A parte questa mia divagazione, è l’assenza del padre di Mia, che doveva essere centrale, a essere gestita male. Darius Corvere doveva essere il cuore della storia ma mettendo insieme i pezzo il personaggio non è ben delineato. Se la rivelazione sulla sua vera identità che Mia ha idealizzato non è forte, crolla tutto il castello di carte. Perché ancora una volta la protagonista non viene veramente messa in discussione. La debolezza ideologica di Nevernight sta tutta lì, in un centro che non è motore.
Moltissimi personaggi in letteratura non compaiono mai davvero. Sono presenze che galleggiano imponenti delimitati solo da ciò che non c’è.

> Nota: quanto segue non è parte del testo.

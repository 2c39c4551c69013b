//! Layered configuration for the CLI: CLI flags override `--set` values,
//! which override the TOML file, which overrides [`defaults::DefaultsConfig`].

pub mod builder;
pub mod defaults;
pub mod file;
pub mod models;

pub use builder::{build_config, build_thresholds};
pub use file::FileConfig;
pub use models::AppConfig;
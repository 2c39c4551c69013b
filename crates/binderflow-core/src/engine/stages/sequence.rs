use super::{conda_command, require_dir, run_tool};
use crate::engine::config::SequenceConfig;
use crate::engine::context::RunContext;
use crate::engine::error::PipelineError;
use crate::engine::process::{ToolCommand, ToolRunner};
use crate::engine::scratch::{ScratchDir, remove_file_logged};
use std::fs;
use std::path::{Path, PathBuf};

const STAGE: &str = "sequence";

/// Checkpoint left behind by an interrupted run, relative to the working
/// directory unless configured otherwise. The designer resumes from it if
/// present.
pub const DEFAULT_CHECKPOINT: &str = "check.point";

pub fn command(config: &SequenceConfig, scratch: &Path) -> ToolCommand {
    conda_command(&config.environment, scratch, &config.script_path)
        .arg("-pdbdir")
        .path_arg(scratch)
        .arg("-relax_cycles")
        .arg(config.relax_cycles.to_string())
        .arg("-seqs_per_struct")
        .arg(config.seqs_per_struct.to_string())
        .arg("-outpdbdir")
        .path_arg(&config.output_dir)
}

/// Designs sequences for every backbone in `input_dir`.
pub async fn run(
    ctx: &RunContext<'_>,
    runner: &dyn ToolRunner,
    input_dir: &Path,
) -> Result<(), PipelineError> {
    let config = &ctx.config.sequence;
    require_dir(STAGE, input_dir)?;

    let checkpoint = config
        .checkpoint_file
        .clone()
        .unwrap_or_else(|| PathBuf::from(DEFAULT_CHECKPOINT));
    remove_file_logged(&checkpoint);

    fs::create_dir_all(&config.output_dir)?;
    let scratch = ScratchDir::stage(input_dir, &config.scratch_dir)?;
    let cmd = command(config, scratch.path());
    run_tool(ctx, runner, STAGE, &cmd).await?;
    Ok(())
}

#[cfg(test)]
mod tests {
    use super::*;
    use crate::engine::config::fixtures::run_config;
    use crate::engine::process::ToolOutput;
    use crate::engine::process::testing::ScriptedRunner;
    use crate::engine::progress::ProgressReporter;
    use std::sync::{Arc, Mutex};

    fn backbones(root: &Path) -> std::path::PathBuf {
        let dir = root.join("backbones");
        fs::create_dir_all(&dir).unwrap();
        fs::write(dir.join("5O45_design_0.pdb"), "ATOM\n").unwrap();
        dir
    }

    #[test]
    fn command_points_designer_at_scratch_copy() {
        let tmp = tempfile::tempdir().unwrap();
        let config = run_config(tmp.path()).build().unwrap();
        let scratch = tmp.path().join("scratch/mpnn");
        let cmd = command(&config.sequence, &scratch);

        assert_eq!(cmd.flag_value("-n"), Some("binder_design"));
        let scratch_arg = scratch.to_string_lossy().into_owned();
        assert_eq!(cmd.flag_value("--cwd"), Some(scratch_arg.as_str()));
        assert_eq!(cmd.flag_value("-pdbdir"), Some(scratch_arg.as_str()));
        assert_eq!(cmd.flag_value("-relax_cycles"), Some("1"));
        assert_eq!(cmd.flag_value("-seqs_per_struct"), Some("1"));
    }

    #[tokio::test]
    async fn scratch_is_populated_during_run_and_removed_afterwards() {
        let tmp = tempfile::tempdir().unwrap();
        let input = backbones(tmp.path());
        let config = run_config(tmp.path()).build().unwrap();
        let scratch = config.sequence.scratch_dir.clone();
        let reporter = ProgressReporter::new();
        let ctx = RunContext::new("test", &config, &reporter);

        let seen = Arc::new(Mutex::new(false));
        let seen_in_tool = Arc::clone(&seen);
        let copied = scratch.join("5O45_design_0.pdb");
        let runner = ScriptedRunner::new(move |_| {
            *seen_in_tool.lock().unwrap() = copied.is_file();
            Ok(ToolOutput::succeeded(""))
        });

        run(&ctx, &runner, &input).await.unwrap();
        assert!(*seen.lock().unwrap());
        assert!(!scratch.exists());
        assert!(config.sequence.output_dir.is_dir());
    }

    #[tokio::test]
    async fn scratch_is_removed_when_tool_fails() {
        let tmp = tempfile::tempdir().unwrap();
        let input = backbones(tmp.path());
        let config = run_config(tmp.path()).build().unwrap();
        let reporter = ProgressReporter::new();
        let ctx = RunContext::new("test", &config, &reporter);
        let runner = ScriptedRunner::new(|_| Ok(ToolOutput::failed(1, "crash")));

        let result = run(&ctx, &runner, &input).await;
        assert!(matches!(result, Err(PipelineError::ToolFailed { .. })));
        assert!(!config.sequence.scratch_dir.exists());
    }

    #[tokio::test]
    async fn stale_checkpoint_is_removed_before_launch() {
        let tmp = tempfile::tempdir().unwrap();
        let input = backbones(tmp.path());
        let checkpoint = tmp.path().join("check.point");
        fs::write(&checkpoint, "design_0").unwrap();
        let mut config = run_config(tmp.path()).build().unwrap();
        config.sequence.checkpoint_file = Some(checkpoint.clone());
        let reporter = ProgressReporter::new();
        let ctx = RunContext::new("test", &config, &reporter);

        run(&ctx, &ScriptedRunner::succeeding(), &input)
            .await
            .unwrap();
        assert!(!checkpoint.exists());
    }
}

C’è un prima o un dopo l’essere visti.
Moby Dick appare solo alla fine del romanzo davvero, eppure la sua assenza è talmente forte da sembrare presenza.
Jay Gatsby del Grande Gatsby è un personaggio delineato meglio in assenza che in presenza.
Tutto il suo mistero, le sue vere azioni, sono descritte prima di vederlo comparire in scena.
Questo succede perché devi essere davvero bravo per gestire un’assenza. L’assenza stabilisce un’abilità invidiabile.
E’ uno dei livelli di difficoltà di scrittura più elevati.